I feel comfortable saying this: I get what Ari Aster has done and what he was trying to do with Hereditary and especially his new horror film Midsommar.
It amazes me that there are people out there who think these movies are more comedy than horror. There are aspects that made me want to laugh, sure, but this is horror, through and through. The way I wanted to laugh was an integral part of what gave me that queasy feeling that events in the story had outpaced my ability to cope with them. Laughter as a defense mechanism — it was nervous laughter. This is a sunny-bright movie: the story takes place at the time of year when night lasts only about two hours. Greenery, flowers, and white billowy frocks. And to be honest, those of you who don’t get the truly painful quirky horror of Aster’s film… you weren’t paying attention. But this interview in The Guardian, “Midsommar Director Ari Aster: ‘Often I cling to dead things'” by Amy Nicholson, seems to have come close enough to my takeaway from Midsommar, and reading the article (and a few others) has, thankfully, defused some of its impact for me. I mean, I watched Midsommar over a week ago, and for days couldn’t stop thinking about it, processing it, replaying scenes — which sounds pretty consistent with PTSD, you know, though obviously mild and story-induced. Not real-world. Not real. Heh.

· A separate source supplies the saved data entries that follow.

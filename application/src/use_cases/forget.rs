//! Forget Conversation use case.
//!
//! Administrative reset: empties the window, restores the initial trigger
//! count, and drops persisted history for the key.

use crate::admission::AdmissionQueue;
use crate::ports::message_store::MessageStore;
use std::sync::Arc;
use tracing::{info, warn};
use turnstile_domain::ConversationKey;

pub struct ForgetConversationUseCase {
    queue: Arc<AdmissionQueue>,
    store: Option<Arc<dyn MessageStore>>,
}

impl ForgetConversationUseCase {
    pub fn new(queue: Arc<AdmissionQueue>) -> Self {
        Self { queue, store: None }
    }

    pub fn with_store(mut self, store: Arc<dyn MessageStore>) -> Self {
        self.store = Some(store);
        self
    }

    /// Returns whether the in-memory window held anything.
    ///
    /// The window is cleared even when the store fails; the store error is
    /// only logged.
    pub async fn execute(&self, key: &ConversationKey) -> bool {
        let had_entries = self.queue.clear(key);
        let removed = match &self.store {
            Some(store) => match store.remove_by_conversation(key).await {
                Ok(removed) => removed,
                Err(e) => {
                    warn!(conversation = %key, "Failed to drop stored history: {}", e);
                    0
                }
            },
            None => 0,
        };
        info!(
            conversation = %key,
            had_entries,
            removed,
            "Conversation forgotten"
        );
        had_entries
    }
}

#[cfg(test)]
mod tests {
    use super::*;
    use crate::config::QueueSettings;
    use crate::ports::message_store::StoreError;
    use async_trait::async_trait;
    use std::sync::Mutex;
    use turnstile_domain::QueueEntry;

    #[derive(Default)]
    struct CountingStore {
        removed: Mutex<Vec<ConversationKey>>,
    }

    #[async_trait]
    impl MessageStore for CountingStore {
        async fn append(&self, _: &ConversationKey, _: &QueueEntry) -> Result<(), StoreError> {
            Ok(())
        }

        async fn get_ordered(&self, _: &ConversationKey, _: usize) -> Result<Vec<QueueEntry>, StoreError> {
            Ok(Vec::new())
        }

        async fn remove_by_conversation(&self, key: &ConversationKey) -> Result<usize, StoreError> {
            self.removed.lock().unwrap().push(key.clone());
            Ok(1)
        }

        async fn remove_by_sender(&self, _: &str) -> Result<bool, StoreError> {
            Ok(false)
        }
    }

    struct BrokenStore;

    #[async_trait]
    impl MessageStore for BrokenStore {
        async fn append(&self, _: &ConversationKey, _: &QueueEntry) -> Result<(), StoreError> {
            Ok(())
        }

        async fn get_ordered(&self, _: &ConversationKey, _: usize) -> Result<Vec<QueueEntry>, StoreError> {
            Ok(Vec::new())
        }

        async fn remove_by_conversation(&self, _: &ConversationKey) -> Result<usize, StoreError> {
            Err(StoreError::Unavailable("down".into()))
        }

        async fn remove_by_sender(&self, _: &str) -> Result<bool, StoreError> {
            Err(StoreError::Unavailable("down".into()))
        }
    }

    #[tokio::test]
    async fn test_forget_clears_window_and_store() {
        let queue = Arc::new(AdmissionQueue::new(QueueSettings::default()));
        let store = Arc::new(CountingStore::default());
        let use_case = ForgetConversationUseCase::new(queue.clone()).with_store(store.clone());
        let key = ConversationKey::new("c");

        queue
            .enqueue(&key, QueueEntry::new("m1", "u1", "A", "hello"))
            .await;

        assert!(use_case.execute(&key).await);
        assert!(!use_case.execute(&key).await);
        assert!(queue.snapshot(&key).is_empty());
        assert_eq!(store.removed.lock().unwrap().len(), 2);
    }

    #[tokio::test]
    async fn test_store_failure_still_reports_cleared_window() {
        let queue = Arc::new(AdmissionQueue::new(QueueSettings::default()));
        let use_case = ForgetConversationUseCase::new(queue.clone()).with_store(Arc::new(BrokenStore));
        let key = ConversationKey::new("c");

        queue
            .enqueue(&key, QueueEntry::new("m1", "u1", "A", "hello"))
            .await;

        assert!(use_case.execute(&key).await);
        assert!(queue.snapshot(&key).is_empty());
    }
}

There are real-world applications of what Aster has done here, by the way. Torturers have been known to deliberately pair pleasurable and common imagery with horrific experiences to further the victim’s trauma after release — but no need to go into that here. It’s too much!
Every aspect of Midsommar speaks to the danger of wanton community catharsis – when societies that are too tightly woven to see beyond themselves create horrors greater than the natural ones that traumatize them, ones we all face, like loss and betrayal. In this fictional Swedish community, the rites of the commune induce a kind of controlled abhorrence. I recognize it as a way of coping. I do. Just not a good one. You’d almost certainly agree. To my mind, only an extremely sensitive culture would generate ritual horror like this. A fearful one. I say, beware the zealot who smiles too much: he’s surrendered too much to externalizations!
I have written horror. Why does this movie bother me so? Because, as with any powerful social horror story, it shows us how a culture can be warped to satisfy a sickness, and in this case shows us how dangerous a group can be when it no longer knows how to cope sensibly with ordinary grief and failings.
Anthropology meets psychology meets grief meets loneliness meets psychedelics meets rural, fucked-up Sweden. Man oh man. My husband and I left the theater swearing to each other that we’re never ever setting foot in Sweden. (Hopefully we’d mellow about that if we ever got an invitation to go there!)
Great film. Not for anyone in a bad place emotionally. Or relationship-wise. Not a date film. My husband and I left the theater wearing the same expression, mirroring the main character’s final close-up: a prolonged hooked-lip expression of awe and disgust. Great storytelling! Slow. Hypnotic. Odd. Not funny.
Aster says he’s done with horror. He’s moving on to other genres. I have to say I’m with him on that. I am permanently done with his horror movies. Not to say I won’t love watching a comedy of his or anything else he does — I admire what he’s accomplished with Hereditary and Midsommar. He has an extreme talent for triggering emotion. Absolutely fascinating. These movies will stick with you… but for way too long. The reviewers out there who pooh-poohed them, surely, they just weren’t paying attention. Or didn’t get it. And that in itself makes me wonder.